侍女に頼んでお嬢様のドレスに隙間を作る。
悶え苦しんでいるお嬢様は侍女のなすがまま。
ドレスの隙間から手を入れてお嬢様の下腹部に掌を当てた。
下腹部だよ、股間じゃないよ。
指先に柔らかな毛の感触があるけど、下腹部だ。
精密鑑定で位置を確認しながら詰まっている結石に精神を集中する。
”転移“
俺の手の中に5mm程の小さな石が現われた。
石をテーブルに置いてもう一度掌を下腹部に当てる。
小さな結石が残っているが、当面問題はなさそうだ。
腎臓にある大きな結石はいずれ尿管に詰まる。
大きなものだけを掌に転移させた。
結石が尿管を傷付けている可能性があるので治癒魔法を掛ける。
“ヒール”
これで大丈夫な筈。
「一応取り除きました。」
お嬢様の顔に赤みが戻って来る。
痛みも治まったらしい。
ドレスの下から手を抜いて侍女たちに石を指し示す。
「これがお腹の中で管に詰まっていました。取り除いたので当面は問題ありません。」
「当面とは?」
「腎臓に小さな結石がいくつかあります。石が成長して管を塞ぐと今回同様の痛みが出ます。お茶を飲む回数と量を増やせば管を塞ぐ程の大きさになる前に尿と一緒に排出されます。」
「お水ではなくてお茶ですか。
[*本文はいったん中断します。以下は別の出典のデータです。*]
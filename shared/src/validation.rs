//! Validation utilities for sale submissions
//!
//! These are superficial field checks run before a sale is saved. Custom
//! validators plug into the `validator` derive on [`crate::SaleInput`].

use std::borrow::Cow;

use chrono::NaiveDate;
use rust_decimal::Decimal;
use validator::{Validate, ValidationError, ValidationErrors};

use crate::models::{SaleInput, SALE_DATE_FORMAT};

/// Required length of a buyer phone number
pub const PHONE_DIGITS: usize = 9;

fn error(code: &'static str, message: &'static str) -> ValidationError {
    let mut err = ValidationError::new(code);
    err.message = Some(Cow::Borrowed(message));
    err
}

// ============================================================================
// Field Validations
// ============================================================================

/// Validate buyer phone: empty, or exactly 9 digits
pub fn validate_buyer_phone(phone: &str) -> Result<(), ValidationError> {
    if phone.is_empty() {
        return Ok(());
    }
    if phone.len() == PHONE_DIGITS && phone.chars().all(|c| c.is_ascii_digit()) {
        Ok(())
    } else {
        Err(error("phone", "Phone number must have 9 digits"))
    }
}

/// Validate the sale date is a real `YYYY-MM-DD` date
pub fn validate_sale_date(date: &str) -> Result<(), ValidationError> {
    if date.trim().is_empty() {
        return Err(error("required", "Date is required"));
    }
    NaiveDate::parse_from_str(date.trim(), SALE_DATE_FORMAT)
        .map(|_| ())
        .map_err(|_| error("date", "Date must be in YYYY-MM-DD format"))
}

/// Validate cost is not negative
pub fn validate_cost(cost: &Decimal) -> Result<(), ValidationError> {
    if *cost < Decimal::ZERO {
        return Err(error("range", "Cost cannot be negative"));
    }
    Ok(())
}

/// Validate price is present (non-zero) and not negative
pub fn validate_price(price: &Decimal) -> Result<(), ValidationError> {
    if *price < Decimal::ZERO {
        return Err(error("range", "Price cannot be negative"));
    }
    if price.is_zero() {
        return Err(error("required", "Price is required"));
    }
    Ok(())
}

// ============================================================================
// Form Validation
// ============================================================================

/// A single failed field check
#[derive(Debug, Clone, PartialEq, Eq)]
pub struct FieldError {
    pub field: String,
    pub code: String,
    pub message: String,
}

/// Validate a sale submission, returning the first failure by field name
pub fn validate_sale_input(input: &SaleInput) -> Result<(), FieldError> {
    input.validate().map_err(|errors| first_field_error(&errors))
}

fn first_field_error(errors: &ValidationErrors) -> FieldError {
    let field_errors = errors.field_errors();
    let mut fields: Vec<_> = field_errors.keys().copied().collect();
    fields.sort_unstable();

    fields
        .first()
        .and_then(|field| {
            field_errors
                .get(field)
                .and_then(|errs| errs.first())
                .map(|err| FieldError {
                    field: field.to_string(),
                    code: err.code.to_string(),
                    message: err
                        .message
                        .as_ref()
                        .map(|m| m.to_string())
                        .unwrap_or_else(|| format!("Invalid {}", field)),
                })
        })
        .unwrap_or_else(|| FieldError {
            field: String::new(),
            code: "invalid".to_string(),
            message: "Invalid sale".to_string(),
        })
}

#[cfg(test)]
mod tests {
    use super::*;

    fn valid_input() -> SaleInput {
        SaleInput {
            date: "2024-01-15".to_string(),
            buyer_name: "Juan Pérez".to_string(),
            buyer_phone: "912345678".to_string(),
            product: "Vase".to_string(),
            cost: Decimal::from(20),
            price: Decimal::from(50),
            ..Default::default()
        }
    }

    #[test]
    fn test_validate_buyer_phone_valid() {
        assert!(validate_buyer_phone("912345678").is_ok());
        assert!(validate_buyer_phone("").is_ok());
    }

    #[test]
    fn test_validate_buyer_phone_invalid() {
        assert!(validate_buyer_phone("91234567").is_err()); // 8 digits
        assert!(validate_buyer_phone("9123456789").is_err()); // 10 digits
        assert!(validate_buyer_phone("912-345-678").is_err());
        assert!(validate_buyer_phone("+51912345").is_err());
    }

    #[test]
    fn test_validate_sale_date() {
        assert!(validate_sale_date("2024-02-29").is_ok());
        assert!(validate_sale_date("2023-02-29").is_err());
        assert!(validate_sale_date("").is_err());
        assert!(validate_sale_date("15/01/2024").is_err());
    }

    #[test]
    fn test_validate_amounts() {
        assert!(validate_cost(&Decimal::ZERO).is_ok());
        assert!(validate_cost(&Decimal::from(-1)).is_err());
        assert!(validate_price(&Decimal::new(1, 2)).is_ok());
        assert!(validate_price(&Decimal::ZERO).is_err());
        assert!(validate_price(&Decimal::from(-5)).is_err());
    }

    #[test]
    fn test_validate_sale_input_valid() {
        assert!(validate_sale_input(&valid_input()).is_ok());
    }

    #[test]
    fn test_validate_sale_input_missing_buyer() {
        let input = SaleInput {
            buyer_name: String::new(),
            ..valid_input()
        };
        let err = validate_sale_input(&input).unwrap_err();
        assert_eq!(err.field, "buyer_name");
        assert_eq!(err.message, "Buyer name is required");
    }

    #[test]
    fn test_validate_sale_input_bad_phone() {
        let input = SaleInput {
            buyer_phone: "12345".to_string(),
            ..valid_input()
        };
        let err = validate_sale_input(&input).unwrap_err();
        assert_eq!(err.field, "buyer_phone");
        assert_eq!(err.code, "phone");
    }

    #[test]
    fn test_validate_sale_input_reports_first_field() {
        let input = SaleInput {
            buyer_name: String::new(),
            product: String::new(),
            ..valid_input()
        };
        // buyer_name sorts before product
        assert_eq!(validate_sale_input(&input).unwrap_err().field, "buyer_name");
    }

    mod properties {
        use super::*;
        use proptest::prelude::*;

        proptest! {
            #[test]
            fn nine_digit_phones_are_accepted(phone in "[0-9]{9}") {
                prop_assert!(validate_buyer_phone(&phone).is_ok());
            }

            #[test]
            fn other_lengths_are_rejected(phone in "[0-9]{1,8}|[0-9]{10,15}") {
                prop_assert!(validate_buyer_phone(&phone).is_err());
            }

            #[test]
            fn non_negative_cost_is_accepted(cents in 0i64..10_000_000) {
                prop_assert!(validate_cost(&Decimal::new(cents, 2)).is_ok());
            }
        }
    }
}
//! Command handlers
//!
//! Each handler writes its human-readable output to `out`. Everything except
//! the session commands requires a logged-in user.

mod assistant;
mod export;
pub mod render;
mod report;
mod sales;
mod session;

use std::io::{BufRead, Write};

use crate::cli::{today, Command};
use crate::error::AppResult;
use crate::AppState;

/// Run one command
pub async fn run<R: BufRead, W: Write>(
    state: &mut AppState,
    command: Command,
    input: &mut R,
    out: &mut W,
) -> AppResult<()> {
    match command {
        Command::Login { email, pin } => return session::login(state, &email, &pin, out),
        Command::Logout => return session::logout(state, out),
        Command::Whoami => return session::whoami(state, out),
        _ => {}
    }

    let user = state.session.require_user()?;
    tracing::debug!(user = %user.email, ?command, "Running command");
    let today = today();

    match command {
        Command::Add(args) => sales::add(state, args.into_input(today), out),
        Command::Edit { id, changes } => sales::edit(state, &id, changes, out),
        Command::Delete { id, yes } => sales::delete(state, &id, yes, input, out),
        Command::Customers => sales::customers(state, out),
        Command::List(filter) => report::list(state, filter.to_filter(today), out),
        Command::Summary(filter) => report::summary(state, filter.to_filter(today), out),
        Command::Report { filter, group_by } => {
            report::pivot(state, filter.to_filter(today), group_by, out)
        }
        Command::Export { filter, out_dir } => {
            export::csv(state, filter.to_filter(today), &out_dir, out)
        }
        Command::Copy { filter, out: file } => {
            export::tsv(state, filter.to_filter(today), file.as_deref(), out)
        }
        Command::Ask { filter, question } => {
            assistant::ask(state, filter.to_filter(today), &question.join(" "), out).await
        }
        Command::Chat { filter } => {
            assistant::chat(state, filter.to_filter(today), input, out).await
        }
        Command::Login { .. } | Command::Logout | Command::Whoami => Ok(()),
    }
}

/// Load every sale, telling the user when stored data could not be read
fn load_sales<W: Write>(state: &AppState, out: &mut W) -> AppResult<Vec<shared::Sale>> {
    let loaded = state.sales().load();
    if loaded.degraded {
        writeln!(
            out,
            "Aviso: no se pudieron leer las ventas guardadas; se muestra una lista vacía."
        )?;
    }
    Ok(loaded.sales)
}
//! Domain models for Boom Art Sales

mod report;
mod sale;
mod user;

pub use report::*;
pub use sale::*;
pub use user::*;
」
「水は排出されるまでに時間が掛かるので、酒やお茶が最適です。ただ昼間から酔っぱらう訳には行かないのでお茶が宜しいと思います。」
「ありがとうございます。これからはもっとお茶を飲んで頂くようにします。」
あとは侍女に任せて部屋を出た。
心配していたお嬢様方が寄って来る。
「具合はいかがですの?」
「もう大丈夫です。痛みも無くなったようで、顔色も戻りました。」
「マヤ様は凄いのですね。」
マヤ様なんて様付けされたことが無いので尻がこそばゆい。
「偶然同じような症状を見た事があったのが幸いでした。」
相手は馬だけど。
「神獣様を召喚なされたのも納得ですわ。」
「本当に。」
いやいや結石と神獣は関係ないぞ。
女性に褒められたことなど無いので答えに窮した。
「・・・。」
「マヤが赤くなっているから勘弁してやって下さい。」
アタゴ様ナイス助け舟、赤くなってるは余計だけど。
俺はそそくさと護衛達の所に戻った。
しばらくして完全復活したお嬢様が戻って来た。
キンちゃんは復活したお嬢様の腕に抱かれている。
他のお嬢様方が気を使ってキンちゃんを抱かせてあげたようだ。
お嬢様は俺の方をちらっと見て軽く会釈した。